##### INFORMATION #####

//! Typed rule definitions.
//!
//! A rule is a name, a priority, an ordered list of conditions, and an
//! action. Conditions carry compiled closures over concrete fact types
//! rather than field names interpreted at runtime: a predicate type-tests
//! the fact by downcast and facts of other types simply fail the test.
//!
//! The condition `label` identifies an alpha filter for sharing: two
//! conditions with the same label (in the same or different rules) are
//! served by one alpha node, so a fact is filtered once no matter how many
//! rules consume the stream.

pub mod compiler;

pub use compiler::NetworkCompiler;

use trellis_foundation::{Fact, Token};
use trellis_network::{AlphaPredicate, GroupKeyFn, JoinPredicate, RuleAction};

// =============================================================================
// Typed predicate adapters
// =============================================================================

/// Adapts a typed closure into an alpha predicate.
///
/// Facts that are not a `T` fail the test.
pub fn fact_test<T: Fact>(test: impl Fn(&T) -> bool + Send + Sync + 'static) -> AlphaPredicate {
    Box::new(move |fact| fact.as_any().downcast_ref::<T>().is_some_and(|f| test(f)))
}

/// Adapts a typed binary closure into a join predicate over the token's
/// most recent fact and the right-hand fact.
///
/// The pairing fails if either side is not the expected type.
pub fn join_last<L: Fact, R: Fact>(
    join: impl Fn(&L, &R) -> bool + Send + Sync + 'static,
) -> JoinPredicate {
    Box::new(move |token: &Token, fact: &dyn Fact| {
        let Some(left) = token
            .facts()
            .last()
            .and_then(|f| f.as_any().downcast_ref::<L>())
        else {
            return false;
        };
        let Some(right) = fact.as_any().downcast_ref::<R>() else {
            return false;
        };
        join(left, right)
    })
}

/// Adapts a typed closure into a grouping function.
///
/// Facts that are not a `T` are skipped.
pub fn group_by<T: Fact>(
    group: impl Fn(&T) -> String + Send + Sync + 'static,
) -> GroupKeyFn {
    Box::new(move |fact| fact.as_any().downcast_ref::<T>().map(|f| group(f)))
}

// =============================================================================
// Conditions
// =============================================================================

/// One clause of a rule.
pub enum Condition {
    /// An alpha filter. As the first condition it anchors the rule's
    /// chain; as a later condition it joins unconditionally (a cross
    /// product with the match so far).
    Filter {
        /// Shared-alpha identity of this filter.
        label: String,
        /// The filter predicate.
        test: AlphaPredicate,
    },
    /// An alpha filter whose stream is joined to the match so far.
    Join {
        /// Shared-alpha identity of the right-hand filter.
        label: String,
        /// The right-hand filter predicate.
        test: AlphaPredicate,
        /// Pairing predicate between the match so far and a right fact.
        join: JoinPredicate,
    },
    /// The match survives only while no right-hand fact pairs with it.
    Not {
        /// Shared-alpha identity of the right-hand filter.
        label: String,
        /// The right-hand filter predicate.
        test: AlphaPredicate,
        /// Pairing predicate between the match so far and a right fact.
        join: JoinPredicate,
    },
    /// The match survives only while at least one right-hand fact pairs
    /// with it.
    Exists {
        /// Shared-alpha identity of the right-hand filter.
        label: String,
        /// The right-hand filter predicate.
        test: AlphaPredicate,
        /// Pairing predicate between the match so far and a right fact.
        join: JoinPredicate,
    },
    /// Per-group threshold count over a filtered fact stream. Only valid
    /// as a rule's first condition.
    Aggregate {
        /// Shared-alpha identity of the input filter.
        label: String,
        /// The input filter predicate.
        test: AlphaPredicate,
        /// Extracts each fact's group key.
        group: GroupKeyFn,
        /// Count at which the group emits its result.
        threshold: usize,
    },
}

impl Condition {
    /// Creates a filter condition.
    pub fn filter(label: impl Into<String>, test: AlphaPredicate) -> Self {
        Self::Filter {
            label: label.into(),
            test,
        }
    }

    /// Creates a join condition.
    pub fn join(label: impl Into<String>, test: AlphaPredicate, join: JoinPredicate) -> Self {
        Self::Join {
            label: label.into(),
            test,
            join,
        }
    }

    /// Creates a negation condition.
    pub fn not(label: impl Into<String>, test: AlphaPredicate, join: JoinPredicate) -> Self {
        Self::Not {
            label: label.into(),
            test,
            join,
        }
    }

    /// Creates an existence condition.
    pub fn exists(label: impl Into<String>, test: AlphaPredicate, join: JoinPredicate) -> Self {
        Self::Exists {
            label: label.into(),
            test,
            join,
        }
    }

    /// Creates an aggregation condition.
    pub fn aggregate(
        label: impl Into<String>,
        test: AlphaPredicate,
        group: GroupKeyFn,
        threshold: usize,
    ) -> Self {
        Self::Aggregate {
            label: label.into(),
            test,
            group,
            threshold,
        }
    }

    /// A short description used in compile errors.
    #[must_use]
    pub fn describe(&self) -> &'static str {
        match self {
            Self::Filter { .. } => "filter",
            Self::Join { .. } => "join",
            Self::Not { .. } => "not",
            Self::Exists { .. } => "exists",
            Self::Aggregate { .. } => "aggregate",
        }
    }
}

// =============================================================================
// Rules
// =============================================================================

/// A declarative rule ready for compilation into the network.
pub struct Rule {
    /// Rule name, unique among loaded rules.
    pub name: String,
    /// Priority; higher fires first. Defaults to 0.
    pub salience: i32,
    /// Ordered conditions; the count is the rule's specificity.
    pub conditions: Vec<Condition>,
    /// Action invoked with the matched token when the rule fires.
    pub action: RuleAction,
}

impl Rule {
    /// Creates a rule with the given name and action.
    pub fn new(
        name: impl Into<String>,
        action: impl Fn(&Token) + Send + Sync + 'static,
    ) -> Self {
        Self {
            name: name.into(),
            salience: 0,
            conditions: Vec::new(),
            action: std::sync::Arc::new(action),
        }
    }

    /// Sets the salience (priority).
    #[must_use]
    pub fn with_salience(mut self, salience: i32) -> Self {
        self.salience = salience;
        self
    }

    /// Appends a condition.
    #[must_use]
    pub fn when(mut self, condition: Condition) -> Self {
        self.conditions.push(condition);
        self
    }

    /// The rule's specificity: the number of conditions.
    #[must_use]
    pub fn specificity(&self) -> usize {
        self.conditions.len()
    }
}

#####

Take the lines from the top of the data through the one that contains "consume the stream." and copy them exactly, leaving out every line after it.

* **REPLY**
//! Typed rule definitions.
//!
//! A rule is a name, a priority, an ordered list of conditions, and an
//! action. Conditions carry compiled closures over concrete fact types
//! rather than field names interpreted at runtime: a predicate type-tests
//! the fact by downcast and facts of other types simply fail the test.
//!
//! The condition `label` identifies an alpha filter for sharing: two
//! conditions with the same label (in the same or different rules) are
//! served by one alpha node, so a fact is filtered once no matter how many
//! rules consume the stream.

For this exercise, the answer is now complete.